2003-11-28 10:46:16 PM  

A big no on the potato peels. Wife put a bunch down the disposer yesterday, so I spent part of Thanksgiving pulling apart the drain and cleaning them out. The of course one of those pipes decided that the corrosion would break through, so then I had a leak....
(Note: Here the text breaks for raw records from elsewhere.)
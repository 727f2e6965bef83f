use chrono::{DateTime, Utc};
use serde::{Deserialize, Serialize};
use thiserror::Error;

use crate::Role;

/// Registered JWT claims the API relies on.
///
/// `iat`/`exp` are seconds since the Unix epoch, as on the wire.
#[derive(Debug, Clone, PartialEq, Eq, Serialize, Deserialize)]
pub struct JwtClaims {
    /// Subject (user or client id).
    pub sub: String,

    /// Carried through for downstream use. Not enforced: any valid token
    /// may call every catalog endpoint.
    #[serde(default)]
    pub roles: Vec<Role>,

    pub iat: i64,

    pub exp: i64,
}

impl JwtClaims {
    pub fn new(sub: impl Into<String>, issued_at: DateTime<Utc>, expires_at: DateTime<Utc>) -> Self {
        Self {
            sub: sub.into(),
            roles: Vec::new(),
            iat: issued_at.timestamp(),
            exp: expires_at.timestamp(),
        }
    }

    pub fn with_roles(mut self, roles: Vec<Role>) -> Self {
        self.roles = roles;
        self
    }
}

#[derive(Debug, Error, Clone, PartialEq, Eq)]
pub enum TokenValidationError {
    #[error("token has expired")]
    Expired,

    #[error("token not yet valid (iat is in the future)")]
    NotYetValid,

    #[error("invalid token time window (exp <= iat)")]
    InvalidTimeWindow,

    #[error("token subject is empty")]
    MissingSubject,

    #[error("malformed token: {0}")]
    Malformed(String),

    #[error("token signature does not verify")]
    BadSignature,
}

/// Check the claim window against `now`.
///
/// Signature verification happens before this, in [`crate::JwtValidator`].
pub fn validate_claims(claims: &JwtClaims, now: DateTime<Utc>) -> Result<(), TokenValidationError> {
    if claims.sub.trim().is_empty() {
        return Err(TokenValidationError::MissingSubject);
    }
    if claims.exp <= claims.iat {
        return Err(TokenValidationError::InvalidTimeWindow);
    }

    let now = now.timestamp();
    if now < claims.iat {
        return Err(TokenValidationError::NotYetValid);
    }
    if now >= claims.exp {
        return Err(TokenValidationError::Expired);
    }
    Ok(())
}

#[cfg(test)]
mod tests {
    use super::*;
    use chrono::Duration;

    fn window(now: DateTime<Utc>) -> JwtClaims {
        JwtClaims::new("brewer", now - Duration::minutes(1), now + Duration::minutes(10))
    }

    #[test]
    fn accepts_current_window() {
        let now = Utc::now();
        assert_eq!(validate_claims(&window(now), now), Ok(()));
    }

    #[test]
    fn rejects_expired() {
        let now = Utc::now();
        let later = now + Duration::minutes(11);
        assert_eq!(validate_claims(&window(now), later), Err(TokenValidationError::Expired));
    }

    #[test]
    fn rejects_future_issue() {
        let now = Utc::now();
        let earlier = now - Duration::minutes(5);
        assert_eq!(
            validate_claims(&window(now), earlier),
            Err(TokenValidationError::NotYetValid)
        );
    }

    #[test]
    fn rejects_inverted_window_and_blank_subject() {
        let now = Utc::now();
        let inverted = JwtClaims::new("brewer", now, now);
        assert_eq!(
            validate_claims(&inverted, now),
            Err(TokenValidationError::InvalidTimeWindow)
        );

        let mut blank = window(now);
        blank.sub = "  ".into();
        assert_eq!(validate_claims(&blank, now), Err(TokenValidationError::MissingSubject));
    }

    #[test]
    fn roles_default_to_empty_on_the_wire() {
        let claims: JwtClaims =
            serde_json::from_str(r#"{"sub":"brewer","iat":1,"exp":2}"#).unwrap();
        assert!(claims.roles.is_empty());
    }
}
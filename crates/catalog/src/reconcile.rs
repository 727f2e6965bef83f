//! Reconciliation: computing the next persisted state of an entity.
//!
//! Every write rebuilds a whole new entity value from
//! `(existing entity, caller input, operation)`. Nothing here does I/O.
//!
//! | Operation | Domain fields | `id` / audit |
//! |-----------|---------------|--------------|
//! | create    | copied from input | unset (store assigns) |
//! | replace   | copied from input; absent → unset | carried from existing |
//! | patch     | input when present, else existing | carried from existing |
//!
//! A numeric field that fails to parse aborts the whole reconciliation; the
//! caller never sees a half-applied entity.

use serde::Serialize;
use serde::de::DeserializeOwned;

use taproom_core::{DomainResult, Entity, EntityId};

use crate::field::Field;
use crate::numeric::NumericText;

/// Which write is being validated/reconciled.
#[derive(Debug, Copy, Clone, PartialEq, Eq)]
pub enum Operation {
    Create,
    Replace,
    Patch,
}

/// An entity kind exposed as a CRUD resource.
pub trait Resource: Entity {
    /// Transfer representation (request and response body).
    type Dto: Clone + core::fmt::Debug + Send + Sync + Serialize + DeserializeOwned + 'static;

    /// Reject malformed input for `op` before any reconciliation happens.
    fn validate(input: &Self::Dto, op: Operation) -> DomainResult<()>;

    /// New, unsaved entity from validated input.
    fn reconcile_create(input: &Self::Dto) -> DomainResult<Self>;

    /// Full replace: every domain field comes from `input`.
    fn reconcile_replace(existing: &Self, input: &Self::Dto) -> DomainResult<Self>;

    /// Partial merge: present fields come from `input`, the rest from `existing`.
    fn reconcile_patch(existing: &Self, input: &Self::Dto) -> DomainResult<Self>;

    fn to_dto(&self) -> Self::Dto;

    /// Server-assigned id carried by a representation, if any.
    fn dto_id(dto: &Self::Dto) -> Option<EntityId>;
}

/// Replace semantics for a plain field: absent means unset.
pub(crate) fn replaced<T: Clone>(input: &Field<T>) -> Option<T> {
    input.as_option().cloned()
}

/// Patch semantics for a plain field: absent means keep.
pub(crate) fn patched<T: Clone>(input: &Field<T>, existing: &Option<T>) -> Option<T> {
    input.as_option().cloned().or_else(|| existing.clone())
}

/// Replace semantics for a numeric-text field.
pub(crate) fn replaced_numeric<T>(
    input: &Field<NumericText>,
    parse: impl FnOnce(&NumericText) -> DomainResult<T>,
) -> DomainResult<Option<T>> {
    input.as_option().map(parse).transpose()
}

/// Patch semantics for a numeric-text field.
pub(crate) fn patched_numeric<T: Clone>(
    input: &Field<NumericText>,
    existing: &Option<T>,
    parse: impl FnOnce(&NumericText) -> DomainResult<T>,
) -> DomainResult<Option<T>> {
    match input.as_option() {
        Some(raw) => parse(raw).map(Some),
        None => Ok(existing.clone()),
    }
}

#[cfg(test)]
mod tests {
    use super::*;
    use chrono::{Duration, TimeZone, Utc};
    use proptest::prelude::*;
    use taproom_core::{Audit, DomainError, EntityId};

    use crate::beer::{Beer, BeerDto};
    use crate::customer::{Customer, CustomerDto};
    use crate::numeric::Price;

    fn stored_beer(
        name: String,
        style: Option<String>,
        upc: Option<String>,
        qty: Option<i32>,
        cents: Option<i64>,
    ) -> Beer {
        let t0 = Utc.with_ymd_and_hms(2024, 1, 2, 3, 4, 5).unwrap();
        let audit = Audit {
            created_date: Some(t0),
            last_modified_date: Some(t0 + Duration::minutes(1)),
        };
        Beer::new(
            name,
            style,
            upc,
            qty,
            cents.map(|c| Price::from_minor_units(c).unwrap()),
        )
        .with_identity(EntityId::new(11).unwrap(), audit)
    }

    fn name_strategy() -> impl Strategy<Value = String> {
        "[A-Za-z][A-Za-z ]{2,30}"
    }

    prop_compose! {
        fn arb_beer()(
            name in name_strategy(),
            style in proptest::option::of("[A-Za-z ]{1,20}"),
            upc in proptest::option::of("[0-9]{1,25}"),
            qty in proptest::option::of(0i32..100_000),
            cents in proptest::option::of(0i64..1_000_000),
        ) -> Beer {
            stored_beer(name, style, upc, qty, cents)
        }
    }

    proptest! {
        #[test]
        fn replace_with_full_input_takes_every_field(
            existing in arb_beer(),
            name in name_strategy(),
            style in "[A-Za-z ]{1,20}",
            upc in "[0-9]{1,25}",
            qty in 0i32..100_000,
            cents in 0i64..1_000_000,
        ) {
            let price = Price::from_minor_units(cents).unwrap();
            let input = BeerDto {
                beer_name: Field::Value(name.clone()),
                beer_style: Field::Value(style.clone()),
                upc: Field::Value(upc.clone()),
                quantity_on_hand: Field::Value(NumericText::text(qty.to_string())),
                price: Field::Value(NumericText::text(price.to_string())),
                ..BeerDto::default()
            };

            let next = Beer::reconcile_replace(&existing, &input).unwrap();
            prop_assert_eq!(next.beer_name(), name.as_str());
            prop_assert_eq!(next.beer_style(), Some(style.as_str()));
            prop_assert_eq!(next.upc(), Some(upc.as_str()));
            prop_assert_eq!(next.quantity_on_hand(), Some(qty));
            prop_assert_eq!(next.price(), Some(price));
            prop_assert_eq!(next.id(), existing.id());
            prop_assert_eq!(next.audit(), existing.audit());
        }

        #[test]
        fn patch_with_empty_input_is_identity(existing in arb_beer()) {
            let next = Beer::reconcile_patch(&existing, &BeerDto::default()).unwrap();
            prop_assert_eq!(next, existing);
        }

        #[test]
        fn patch_with_explicit_nulls_is_identity(existing in arb_beer()) {
            let input = BeerDto {
                beer_name: Field::Null,
                beer_style: Field::Null,
                upc: Field::Null,
                quantity_on_hand: Field::Null,
                price: Field::Null,
                ..BeerDto::default()
            };
            let next = Beer::reconcile_patch(&existing, &input).unwrap();
            prop_assert_eq!(next, existing);
        }

        #[test]
        fn patch_single_field_changes_only_that_field(
            existing in arb_beer(),
            upc in "[0-9]{1,25}",
        ) {
            let input = BeerDto { upc: Field::Value(upc.clone()), ..BeerDto::default() };
            let next = Beer::reconcile_patch(&existing, &input).unwrap();

            let expected = Beer::new(
                existing.beer_name().to_string(),
                existing.beer_style().map(str::to_string),
                Some(upc),
                existing.quantity_on_hand(),
                existing.price(),
            )
            .with_identity(existing.id().unwrap(), existing.audit());
            prop_assert_eq!(next, expected);
        }

        #[test]
        fn customer_patch_with_empty_input_is_identity(name in name_strategy()) {
            let existing = Customer::new(name)
                .with_identity(EntityId::new(3).unwrap(), Audit::inserted_at(Utc::now()));
            let next = Customer::reconcile_patch(&existing, &CustomerDto::default()).unwrap();
            prop_assert_eq!(next, existing);
        }
    }

    #[test]
    fn replace_resets_absent_fields() {
        let existing = stored_beer(
            "Galaxy Cat".into(),
            Some("Pale Ale".into()),
            Some("12346".into()),
            Some(454),
            Some(1299),
        );
        let input = BeerDto {
            beer_name: Field::Value("Galaxy Dog".into()),
            ..BeerDto::default()
        };

        let next = Beer::reconcile_replace(&existing, &input).unwrap();
        assert_eq!(next.beer_name(), "Galaxy Dog");
        assert_eq!(next.beer_style(), None);
        assert_eq!(next.upc(), None);
        assert_eq!(next.quantity_on_hand(), None);
        assert_eq!(next.price(), None);
        assert_eq!(next.id(), existing.id());
    }

    #[test]
    fn patch_price_keeps_name() {
        let existing = stored_beer(
            "Cranky Pants".into(),
            Some("Pale Ale".into()),
            Some("129686".into()),
            Some(84),
            Some(1199),
        );
        let input: BeerDto = serde_json::from_str(r#"{"price": 9.99}"#).unwrap();

        let next = Beer::reconcile_patch(&existing, &input).unwrap();
        assert_eq!(next.price(), Some(Price::from_minor_units(999).unwrap()));
        assert_eq!(next.beer_name(), "Cranky Pants");
        assert_eq!(next.quantity_on_hand(), Some(84));
    }

    #[test]
    fn unparsable_quantity_aborts_replace_and_patch() {
        let existing = stored_beer("Galaxy Cat".into(), None, None, Some(454), None);
        let input = BeerDto {
            beer_name: Field::Value("Galaxy Cat".into()),
            quantity_on_hand: Field::Value(NumericText::text("plenty")),
            ..BeerDto::default()
        };

        assert!(matches!(
            Beer::reconcile_replace(&existing, &input),
            Err(DomainError::Validation(_))
        ));
        assert!(matches!(
            Beer::reconcile_patch(&existing, &input),
            Err(DomainError::Validation(_))
        ));
    }

    #[test]
    fn create_leaves_identity_unset() {
        let input = BeerDto {
            beer_name: Field::Value("Sunshine City".into()),
            beer_style: Field::Value("IPA".into()),
            upc: Field::Value("129816".into()),
            quantity_on_hand: Field::Value(NumericText::text("94")),
            price: Field::Value(NumericText::text("14.99")),
            ..BeerDto::default()
        };

        let beer = Beer::reconcile_create(&input).unwrap();
        assert_eq!(beer.id(), None);
        assert_eq!(beer.audit(), Audit::default());
        assert_eq!(beer.quantity_on_hand(), Some(94));
    }

    #[test]
    fn customer_replace_and_patch_carry_identity() {
        let audit = Audit::inserted_at(Utc::now());
        let existing = Customer::new("John Doe".into()).with_identity(EntityId::new(1).unwrap(), audit);

        let input = CustomerDto {
            customer_name: Field::Value("Jane Smith".into()),
            ..CustomerDto::default()
        };
        let replaced = Customer::reconcile_replace(&existing, &input).unwrap();
        assert_eq!(replaced.customer_name(), "Jane Smith");
        assert_eq!(replaced.id(), existing.id());
        assert_eq!(replaced.audit(), audit);

        let patched = Customer::reconcile_patch(&existing, &input).unwrap();
        assert_eq!(patched, replaced);
    }
}
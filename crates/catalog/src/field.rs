//! Tri-state optional field for sparse request bodies.

use serde::{Deserialize, Deserializer, Serialize, Serializer};

/// A DTO field that distinguishes "key omitted" from "key sent as null".
///
/// Use with `#[serde(default, skip_serializing_if = "Field::is_missing")]`
/// so an omitted key deserializes to `Missing`.
///
/// Reconciliation currently treats `Missing` and `Null` the same way; the
/// distinction is kept so explicit clearing can be added without a wire change.
#[derive(Debug, Clone, PartialEq)]
pub enum Field<T> {
    Missing,
    Null,
    Value(T),
}

impl<T> Default for Field<T> {
    fn default() -> Self {
        Self::Missing
    }
}

impl<T> Field<T> {
    pub fn is_missing(&self) -> bool {
        matches!(self, Self::Missing)
    }

    pub fn is_value(&self) -> bool {
        matches!(self, Self::Value(_))
    }

    pub fn as_option(&self) -> Option<&T> {
        match self {
            Self::Value(v) => Some(v),
            Self::Missing | Self::Null => None,
        }
    }

    pub fn into_option(self) -> Option<T> {
        match self {
            Self::Value(v) => Some(v),
            Self::Missing | Self::Null => None,
        }
    }

    pub fn map<U>(self, f: impl FnOnce(T) -> U) -> Field<U> {
        match self {
            Self::Missing => Field::Missing,
            Self::Null => Field::Null,
            Self::Value(v) => Field::Value(f(v)),
        }
    }
}

impl<T> From<Option<T>> for Field<T> {
    fn from(value: Option<T>) -> Self {
        match value {
            Some(v) => Self::Value(v),
            None => Self::Null,
        }
    }
}

impl<'de, T> Deserialize<'de> for Field<T>
where
    T: Deserialize<'de>,
{
    fn deserialize<D>(deserializer: D) -> Result<Self, D::Error>
    where
        D: Deserializer<'de>,
    {
        // Only reached when the key is present; omitted keys use `Default`.
        Option::<T>::deserialize(deserializer).map(Field::from)
    }
}

impl<T> Serialize for Field<T>
where
    T: Serialize,
{
    fn serialize<S>(&self, serializer: S) -> Result<S::Ok, S::Error>
    where
        S: Serializer,
    {
        match self {
            Self::Value(v) => v.serialize(serializer),
            Self::Missing | Self::Null => serializer.serialize_none(),
        }
    }
}
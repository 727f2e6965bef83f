use axum::{Json, http::StatusCode, http::Uri, response::Response};
use serde_json::{Value, json};

use crate::app::errors;

pub async fn health() -> Json<Value> {
    Json(json!({ "status": "UP" }))
}

pub async fn info() -> Json<Value> {
    Json(json!({
        "app": {
            "name": env!("CARGO_PKG_NAME"),
            "version": env!("CARGO_PKG_VERSION"),
        }
    }))
}

pub async fn no_route(uri: Uri) -> Response {
    errors::json_error(StatusCode::NOT_FOUND, "not_found", format!("no route for {}", uri.path()))
}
/love sweated copper fittings, hate sink drain plumbing.
2003-11-28 11:48:49 PM  
A one-pound bag of bad baby carrots will fark up the damn disposal really well. You don't expect a whole lot of trouble from mild-mannered carrots.
2003-11-29 02:45:32 AM  
Big no also on anything fibrous.
1) Wife pushed 3 lbs of spinach stems down disposal.
2) Clogged.
3) I tried small snake. No go.
4) One bottle Drano. No go.
5) One bottle of the stronger stuff. They made me sign for it. No go.
6) Nothing happening. Afraid of the acid in the pipes, I added 1 lb baking soda.
7) Green acid bubbles started oozing from drain.
8) Green acid bubbles filled sink. Overflowed.
9) "Yes, now you can panic."
10) Called plumber. $85 later he says no meat, no grease, no solids, and pour 5 gallons of boiling water down once a month.

Words to live by.
2003-11-29 06:15:39 AM  
BarnacleBill Not to bust your chops, but aren't drano and the like (as well as baking soda) bases as opposed to acids?
2003-11-29 09:40:56 AM  
It wasn't about toilets but here's an idea for all you toilet blockers:fit a garbage disposal unit.
2003-11-29 03:33:54 PM  
mixedbizz Could very well be. C in Chem 30 yrs ago. Apologize for inexactitude. All I know for sure is that spinach + Drano + super Drano + Baking soda = kitchen full of green bubbles that take the color off the lineoleum and smooth out your fingerprints. Bad Juju. Thanks for correction.
2003-12-01 03:34:32 PM  
My fiancee works for a plumbing company, and he has been saying this alllllllllll through the week. I thought he was just whining!